** WHAT NEEDS TO BE DONE **
Could the entries below be retyped exactly and in full?

(Collected data entries)
--- START ---

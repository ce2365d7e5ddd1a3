use std::fmt;

/// Relationship roles the core dispatches on.
///
/// Resolved once per relationship through the type registry instead of
/// comparing raw type identifiers at each call site. Anything the core has
/// no special behaviour for is `Other`.
#[derive(Debug, Clone, PartialEq, Eq, Hash)]
pub enum KnownRelationship {
    /// Undirected link between two entities describing the same thing.
    PeerDuplicateLink,
    /// Attribute (end1) → its type entity (end2).
    SchemaAttributeType,
    /// Schema type (end1) → one of its attributes (end2).
    AttributeForSchema,
    /// Asset (end1) → its schema type (end2).
    AssetSchemaType,
    /// Data source (end1) → data set it holds (end2).
    DataContentForDataSet,
    /// Connection (end1) → asset it reaches (end2).
    ConnectionToAsset,
    /// Endpoint (end1) → connection using it (end2).
    ConnectionEndpoint,
    Other(String),
}

impl KnownRelationship {
    /// Maps a type name to its role.
    pub fn from_type_name(type_name: &str) -> Self {
        match type_name {
            "PeerDuplicateLink" => Self::PeerDuplicateLink,
            "SchemaAttributeType" => Self::SchemaAttributeType,
            "AttributeForSchema" => Self::AttributeForSchema,
            "AssetSchemaType" => Self::AssetSchemaType,
            "DataContentForDataSet" => Self::DataContentForDataSet,
            "ConnectionToAsset" => Self::ConnectionToAsset,
            "ConnectionEndpoint" => Self::ConnectionEndpoint,
            other => Self::Other(other.to_string()),
        }
    }

    /// The platform type name for this role.
    pub fn type_name(&self) -> &str {
        match self {
            Self::PeerDuplicateLink => "PeerDuplicateLink",
            Self::SchemaAttributeType => "SchemaAttributeType",
            Self::AttributeForSchema => "AttributeForSchema",
            Self::AssetSchemaType => "AssetSchemaType",
            Self::DataContentForDataSet => "DataContentForDataSet",
            Self::ConnectionToAsset => "ConnectionToAsset",
            Self::ConnectionEndpoint => "ConnectionEndpoint",
            Self::Other(name) => name,
        }
    }

    /// True for the duplicate-link role.
    pub fn is_duplicate_link(&self) -> bool {
        matches!(self, Self::PeerDuplicateLink)
    }
}

impl fmt::Display for KnownRelationship {
    fn fmt(&self, f: &mut fmt::Formatter<'_>) -> fmt::Result {
        f.write_str(self.type_name())
    }
}
//! Core type definitions for the metagraph resolution core.
//!
//! This crate defines the fundamental, store-agnostic types every other
//! layer builds on:
//! - Instance and relationship-type identifiers
//! - Creation timestamps (totally ordered, assigned once by the store)
//! - Effectivity windows bounding when an instance is considered valid
//!
//! Nothing here knows about entities, relationships or classifications;
//! those live in `metagraph-model`.

mod effectivity;
mod ids;
mod timestamp;

pub use effectivity::EffectivityWindow;
pub use ids::{Guid, TypeId};
pub use timestamp::CreateTime;

/// An instant on the platform clock, used for effectivity checks.
pub type Instant = chrono::DateTime<chrono::Utc>;

/// Result type alias using the crate's error type.
pub type Result<T> = std::result::Result<T, Error>;

/// Errors that can occur in type operations.
#[derive(Debug, thiserror::Error)]
pub enum Error {
    #[error("invalid effectivity window: start {start} is after end {end}")]
    InvalidWindow { start: Instant, end: Instant },
}
//! kv-core: Core library for the s3kv key-value proxy
//!
//! This crate provides everything that does not depend on a specific
//! object-storage SDK:
//! - Configuration management
//! - Credential resolution
//! - ObjectStore / ClientFactory traits
//! - The storage proxy and its outcome reporting
//! - An in-memory backend

pub mod config;
pub mod credentials;
pub mod error;
pub mod memory;
pub mod proxy;
pub mod report;
pub mod traits;

pub use config::{Config, ConfigManager, Settings};
pub use credentials::{CredentialResolver, Credentials, SecretSource};
pub use error::{Error, ErrorKind, Result};
pub use memory::{MemoryClientFactory, MemoryStore};
pub use proxy::StorageProxy;
pub use report::Operation;
pub use traits::{
    ClientFactory, ListPage, ListQuery, ListRequest, ObjectBody, ObjectStore, ObjectSummary,
    Reply, STATUS_NO_CONTENT, STATUS_OK,
};
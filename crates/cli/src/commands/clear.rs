//! clear command - Remove every key under a prefix

use clap::Args;
use serde::Serialize;

use super::StorageArgs;
use crate::exit_code::ExitCode;
use crate::output::{Formatter, OutputConfig};

/// Remove every key under a prefix
#[derive(Args, Debug)]
pub struct ClearArgs {
    /// Key prefix to clear
    pub prefix: String,
}

#[derive(Debug, Serialize)]
struct ClearOutput {
    prefix: String,
}

/// Execute the clear command
pub async fn execute(
    args: ClearArgs,
    storage: &StorageArgs,
    output_config: OutputConfig,
) -> ExitCode {
    let formatter = Formatter::new(output_config);

    if args.prefix.is_empty() {
        formatter.warning("Empty prefix: every item in the bucket will be removed");
    }

    let proxy = match storage.connect() {
        Ok(proxy) => proxy,
        Err(e) => return formatter.config_failure(&e),
    };

    let outcome = proxy.clear(&args.prefix).await;
    match formatter.settle(outcome, "clearing items") {
        Ok(prefix) => {
            let human = format!("Cleared items under '{prefix}'");
            formatter.done(&ClearOutput { prefix }, &human);
            ExitCode::Success
        }
        Err(code) => code,
    }
}
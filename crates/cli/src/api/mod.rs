//! HTTP boundary
//!
//! Exposes the proxy operations as JSON endpoints under `/api/storage`.
//! Absent results are returned as `200` with a `null` body, so callers see
//! the same "no value" outcome the CLI reports.

pub mod dto;
pub mod handlers;
pub mod router;

pub use router::{AppState, create_router};
//! Endpoint handlers
//!
//! Each handler forwards its body to one proxy operation. Only an error
//! that escaped the proxy (a configuration problem) becomes a 500.

use axum::{Json, extract::State, http::StatusCode};
use kv_core::{ListQuery, ObjectSummary};

use super::dto::{ErrorResponseDto, SetItemDto};
use super::router::AppState;

type ApiResult<T> = Result<Json<Option<T>>, (StatusCode, Json<ErrorResponseDto>)>;

fn respond<T>(outcome: kv_core::Result<Option<T>>) -> ApiResult<T> {
    outcome.map(Json).map_err(|e| {
        tracing::error!(error = %e, "Storage request failed outside the proxy");
        (
            StatusCode::INTERNAL_SERVER_ERROR,
            Json(ErrorResponseDto::new(e.to_string())),
        )
    })
}

/// Store `value` under `key`
pub async fn set_item(State(state): State<AppState>, Json(item): Json<SetItemDto>) -> ApiResult<String> {
    let key = item.key.unwrap_or_default();
    respond(state.proxy.put(&key, &item.value).await)
}

/// Read the value stored under the given key
pub async fn get_item(State(state): State<AppState>, Json(key): Json<String>) -> ApiResult<String> {
    respond(state.proxy.get(&key).await)
}

/// Remove the given key
pub async fn remove_item(
    State(state): State<AppState>,
    Json(key): Json<String>,
) -> ApiResult<String> {
    respond(state.proxy.delete_one(&key).await)
}

/// List items under a prefix
pub async fn list(
    State(state): State<AppState>,
    Json(query): Json<ListQuery>,
) -> ApiResult<Vec<ObjectSummary>> {
    respond(state.proxy.list(&query.prefix, query.limit).await)
}

/// Remove every item under the given prefix
pub async fn clear(State(state): State<AppState>, Json(prefix): Json<String>) -> ApiResult<String> {
    respond(state.proxy.clear(&prefix).await)
}

/// Liveness check
pub async fn health() -> &'static str {
    "ok"
}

--- END ---

** EXPECTED ANSWER **
repository ce2365d7e5ddd1a3
use std::fmt;

/// Relationship roles the core dispatches on.
///
/// Resolved once per relationship through the type registry instead of
/// comparing raw type identifiers at each call site. Anything the core has
/// no special behaviour for is `Other`.
#[derive(Debug, Clone, PartialEq, Eq, Hash)]
pub enum KnownRelationship {
    /// Undirected link between two entities describing the same thing.
    PeerDuplicateLink,
    /// Attribute (end1) → its type entity (end2).
    SchemaAttributeType,
    /// Schema type (end1) → one of its attributes (end2).
    AttributeForSchema,
    /// Asset (end1) → its schema type (end2).
    AssetSchemaType,
    /// Data source (end1) → data set it holds (end2).
    DataContentForDataSet,
    /// Connection (end1) → asset it reaches (end2).
    ConnectionToAsset,
    /// Endpoint (end1) → connection using it (end2).
    ConnectionEndpoint,
    Other(String),
}

impl KnownRelationship {
    /// Maps a type name to its role.
    pub fn from_type_name(type_name: &str) -> Self {
        match type_name {
            "PeerDuplicateLink" => Self::PeerDuplicateLink,
            "SchemaAttributeType" => Self::SchemaAttributeType,
            "AttributeForSchema" => Self::AttributeForSchema,
            "AssetSchemaType" => Self::AssetSchemaType,
            "DataContentForDataSet" => Self::DataContentForDataSet,
            "ConnectionToAsset" => Self::ConnectionToAsset,
            "ConnectionEndpoint" => Self::ConnectionEndpoint,
            other => Self::Other(other.to_string()),
        }
    }

    /// The platform type name for this role.
    pub fn type_name(&self) -> &str {
        match self {
            Self::PeerDuplicateLink => "PeerDuplicateLink",
            Self::SchemaAttributeType => "SchemaAttributeType",
            Self::AttributeForSchema => "AttributeForSchema",
            Self::AssetSchemaType => "AssetSchemaType",
            Self::DataContentForDataSet => "DataContentForDataSet",
            Self::ConnectionToAsset => "ConnectionToAsset",
            Self::ConnectionEndpoint => "ConnectionEndpoint",
            Self::Other(name) => name,
        }
    }

    /// True for the duplicate-link role.
    pub fn is_duplicate_link(&self) -> bool {
        matches!(self, Self::PeerDuplicateLink)
    }
}

impl fmt::Display for KnownRelationship {
    fn fmt(&self, f: &mut fmt::Formatter<'_>) -> fmt::Result {
        f.write_str(self.type_name())
    }
}
//! Core type definitions for the metagraph resolution core.
//!
//! This crate defines the fundamental, store-agnostic types every other
//! layer builds on:
//! - Instance and relationship-type identifiers
//! - Creation timestamps (totally ordered, assigned once by the store)
//! - Effectivity windows bounding when an instance is considered valid
//!
//! Nothing here knows about entities, relationships or classifications;
//! those live in `metagraph-model`.

mod effectivity;
mod ids;
mod timestamp;

pub use effectivity::EffectivityWindow;
pub use ids::{Guid, TypeId};
pub use timestamp::CreateTime;

/// An instant on the platform clock, used for effectivity checks.
pub type Instant = chrono::DateTime<chrono::Utc>;

/// Result type alias using the crate's error type.
pub type Result<T> = std::result::Result<T, Error>;

/// Errors that can occur in type operations.
#[derive(Debug, thiserror::Error)]
pub enum Error {
    #[error("invalid effectivity window: start {start} is after end {end}")]
    InvalidWindow { start: Instant, end: Instant },
}
//! kv-core: Core library for the s3kv key-value proxy
//!
//! This crate provides everything that does not depend on a specific
//! object-storage SDK:
//! - Configuration management
//! - Credential resolution
//! - ObjectStore / ClientFactory traits
//! - The storage proxy and its outcome reporting
//! - An in-memory backend

pub mod config;
pub mod credentials;
pub mod error;
pub mod memory;
pub mod proxy;
pub mod report;
pub mod traits;

pub use config::{Config, ConfigManager, Settings};
pub use credentials::{CredentialResolver, Credentials, SecretSource};
pub use error::{Error, ErrorKind, Result};
pub use memory::{MemoryClientFactory, MemoryStore};
pub use proxy::StorageProxy;
pub use report::Operation;
pub use traits::{
    ClientFactory, ListPage, ListQuery, ListRequest, ObjectBody, ObjectStore, ObjectSummary,
    Reply, STATUS_NO_CONTENT, STATUS_OK,
};
filename crates/cli/src/commands/clear.rs
//! clear command - Remove every key under a prefix

use clap::Args;
use serde::Serialize;

use super::StorageArgs;
use crate::exit_code::ExitCode;
use crate::output::{Formatter, OutputConfig};

/// Remove every key under a prefix
#[derive(Args, Debug)]
pub struct ClearArgs {
    /// Key prefix to clear
    pub prefix: String,
}

#[derive(Debug, Serialize)]
struct ClearOutput {
    prefix: String,
}

/// Execute the clear command
pub async fn execute(
    args: ClearArgs,
    storage: &StorageArgs,
    output_config: OutputConfig,
) -> ExitCode {
    let formatter = Formatter::new(output_config);

    if args.prefix.is_empty() {
        formatter.warning("Empty prefix: every item in the bucket will be removed");
    }

    let proxy = match storage.connect() {
        Ok(proxy) => proxy,
        Err(e) => return formatter.config_failure(&e),
    };

    let outcome = proxy.clear(&args.prefix).await;
    match formatter.settle(outcome, "clearing items") {
        Ok(prefix) => {
            let human = format!("Cleared items under '{prefix}'");
            formatter.done(&ClearOutput { prefix }, &human);
            ExitCode::Success
        }
        Err(code) => code,
    }
}
filename crates/cli/src/api/mod.rs
//! HTTP boundary
//!
//! Exposes the proxy operations as JSON endpoints under `/api/storage`.
//! Absent results are returned as `200` with a `null` body, so callers see
//! the same "no value" outcome the CLI reports.

pub mod dto;
pub mod handlers;
pub mod router;

pub use router::{AppState, create_router};
//! Endpoint handlers
//!
//! Each handler forwards its body to one proxy operation. Only an error
//! that escaped the proxy (a configuration problem) becomes a 500.

use axum::{Json, extract::State, http::StatusCode};
use kv_core::{ListQuery, ObjectSummary};

use super::dto::{ErrorResponseDto, SetItemDto};
use super::router::AppState;

type ApiResult<T> = Result<Json<Option<T>>, (StatusCode, Json<ErrorResponseDto>)>;

fn respond<T>(outcome: kv_core::Result<Option<T>>) -> ApiResult<T> {
    outcome.map(Json).map_err(|e| {
        tracing::error!(error = %e, "Storage request failed outside the proxy");
        (
            StatusCode::INTERNAL_SERVER_ERROR,
            Json(ErrorResponseDto::new(e.to_string())),
        )
    })
}

/// Store `value` under `key`
pub async fn set_item(State(state): State<AppState>, Json(item): Json<SetItemDto>) -> ApiResult<String> {
    let key = item.key.unwrap_or_default();
    respond(state.proxy.put(&key, &item.value).await)
}

/// Read the value stored under the given key
pub async fn get_item(State(state): State<AppState>, Json(key): Json<String>) -> ApiResult<String> {
    respond(state.proxy.get(&key).await)
}

/// Remove the given key
pub async fn remove_item(
    State(state): State<AppState>,
    Json(key): Json<String>,
) -> ApiResult<String> {
    respond(state.proxy.delete_one(&key).await)
}

/// List items under a prefix
pub async fn list(
    State(state): State<AppState>,
    Json(query): Json<ListQuery>,
) -> ApiResult<Vec<ObjectSummary>> {
    respond(state.proxy.list(&query.prefix, query.limit).await)
}

/// Remove every item under the given prefix
pub async fn clear(State(state): State<AppState>, Json(prefix): Json<String>) -> ApiResult<String> {
    respond(state.proxy.clear(&prefix).await)
}

/// Liveness check
pub async fn health() -> &'static str {
    "ok"
}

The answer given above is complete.